[THE TASK] Lines from the beginning of the entries up to and including the one with "use ndarray::Array2;" must be duplicated word for word; leave out all others.

[Recorded data]

----------------------------------------

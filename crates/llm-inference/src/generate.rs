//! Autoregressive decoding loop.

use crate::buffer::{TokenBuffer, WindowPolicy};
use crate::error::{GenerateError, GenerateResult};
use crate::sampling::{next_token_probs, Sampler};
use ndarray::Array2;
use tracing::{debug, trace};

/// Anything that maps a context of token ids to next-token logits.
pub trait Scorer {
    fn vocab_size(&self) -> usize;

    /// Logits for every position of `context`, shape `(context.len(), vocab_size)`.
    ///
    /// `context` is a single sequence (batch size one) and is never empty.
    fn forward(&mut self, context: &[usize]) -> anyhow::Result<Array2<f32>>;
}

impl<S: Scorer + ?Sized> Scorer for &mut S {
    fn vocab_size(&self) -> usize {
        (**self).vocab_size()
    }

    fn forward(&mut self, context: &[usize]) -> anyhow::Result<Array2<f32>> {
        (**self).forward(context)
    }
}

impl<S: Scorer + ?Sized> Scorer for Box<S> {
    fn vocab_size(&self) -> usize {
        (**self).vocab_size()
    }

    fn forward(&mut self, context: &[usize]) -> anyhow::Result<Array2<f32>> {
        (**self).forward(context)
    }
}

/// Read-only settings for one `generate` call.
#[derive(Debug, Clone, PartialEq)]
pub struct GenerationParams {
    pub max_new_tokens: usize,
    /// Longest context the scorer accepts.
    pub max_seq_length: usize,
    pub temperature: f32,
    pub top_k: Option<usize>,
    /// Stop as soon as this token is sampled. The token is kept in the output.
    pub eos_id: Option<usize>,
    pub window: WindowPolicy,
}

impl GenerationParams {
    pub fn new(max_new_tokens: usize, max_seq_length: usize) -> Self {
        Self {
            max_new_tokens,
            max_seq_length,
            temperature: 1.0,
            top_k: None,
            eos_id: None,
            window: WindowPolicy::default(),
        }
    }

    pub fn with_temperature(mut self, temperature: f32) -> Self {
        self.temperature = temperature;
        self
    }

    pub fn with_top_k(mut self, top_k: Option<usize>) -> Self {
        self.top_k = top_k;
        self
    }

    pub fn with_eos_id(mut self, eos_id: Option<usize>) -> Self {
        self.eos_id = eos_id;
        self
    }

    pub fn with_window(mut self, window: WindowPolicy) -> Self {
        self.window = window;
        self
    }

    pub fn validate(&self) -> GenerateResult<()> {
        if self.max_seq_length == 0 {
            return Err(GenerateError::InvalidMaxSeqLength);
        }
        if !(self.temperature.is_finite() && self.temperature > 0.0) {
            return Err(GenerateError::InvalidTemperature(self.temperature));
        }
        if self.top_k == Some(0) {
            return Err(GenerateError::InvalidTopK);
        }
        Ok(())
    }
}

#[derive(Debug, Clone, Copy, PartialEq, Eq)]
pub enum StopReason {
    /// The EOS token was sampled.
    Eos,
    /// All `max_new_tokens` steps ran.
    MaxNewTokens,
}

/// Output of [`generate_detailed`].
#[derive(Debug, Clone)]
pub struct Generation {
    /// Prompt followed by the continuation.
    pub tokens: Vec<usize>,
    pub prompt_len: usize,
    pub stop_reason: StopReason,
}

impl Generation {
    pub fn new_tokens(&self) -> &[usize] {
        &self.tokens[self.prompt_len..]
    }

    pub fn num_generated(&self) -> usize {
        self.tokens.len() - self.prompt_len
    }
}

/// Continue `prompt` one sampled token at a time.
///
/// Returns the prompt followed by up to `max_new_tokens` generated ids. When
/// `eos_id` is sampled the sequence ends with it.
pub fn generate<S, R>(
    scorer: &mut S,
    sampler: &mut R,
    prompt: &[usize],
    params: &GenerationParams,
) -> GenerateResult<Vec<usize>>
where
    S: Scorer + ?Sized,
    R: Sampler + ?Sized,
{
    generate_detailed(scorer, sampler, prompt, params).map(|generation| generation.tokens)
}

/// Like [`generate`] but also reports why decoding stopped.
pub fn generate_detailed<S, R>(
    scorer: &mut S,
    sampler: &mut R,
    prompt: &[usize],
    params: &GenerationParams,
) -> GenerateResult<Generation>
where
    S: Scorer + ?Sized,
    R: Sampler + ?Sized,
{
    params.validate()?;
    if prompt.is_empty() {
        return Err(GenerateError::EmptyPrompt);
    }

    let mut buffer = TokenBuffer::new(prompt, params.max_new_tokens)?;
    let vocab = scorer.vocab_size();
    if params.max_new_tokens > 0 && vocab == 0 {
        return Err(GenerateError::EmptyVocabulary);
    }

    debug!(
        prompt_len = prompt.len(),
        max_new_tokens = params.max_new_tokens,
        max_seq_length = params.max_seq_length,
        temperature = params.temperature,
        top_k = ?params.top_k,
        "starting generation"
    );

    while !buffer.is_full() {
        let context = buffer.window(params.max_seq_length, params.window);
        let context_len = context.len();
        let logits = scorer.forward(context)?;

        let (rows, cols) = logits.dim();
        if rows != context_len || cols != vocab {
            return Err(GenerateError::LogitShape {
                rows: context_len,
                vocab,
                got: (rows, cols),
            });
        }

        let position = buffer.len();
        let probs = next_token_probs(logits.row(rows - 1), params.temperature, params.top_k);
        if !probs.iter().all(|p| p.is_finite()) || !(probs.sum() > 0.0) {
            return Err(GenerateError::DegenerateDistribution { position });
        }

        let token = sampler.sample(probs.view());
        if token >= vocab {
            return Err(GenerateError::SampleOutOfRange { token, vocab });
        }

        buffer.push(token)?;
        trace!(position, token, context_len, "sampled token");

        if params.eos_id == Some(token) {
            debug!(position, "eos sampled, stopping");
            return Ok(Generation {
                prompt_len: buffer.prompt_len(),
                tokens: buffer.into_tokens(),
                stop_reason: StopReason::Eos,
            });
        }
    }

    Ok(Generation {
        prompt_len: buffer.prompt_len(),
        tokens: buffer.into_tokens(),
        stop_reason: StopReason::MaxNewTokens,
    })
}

----------------------------------------

[RESPONSE AREA]
filename crates/llm-inference/src/generate.rs
//! Autoregressive decoding loop.

use crate::buffer::{TokenBuffer, WindowPolicy};
use crate::error::{GenerateError, GenerateResult};
use crate::sampling::{next_token_probs, Sampler};
use ndarray::Array2;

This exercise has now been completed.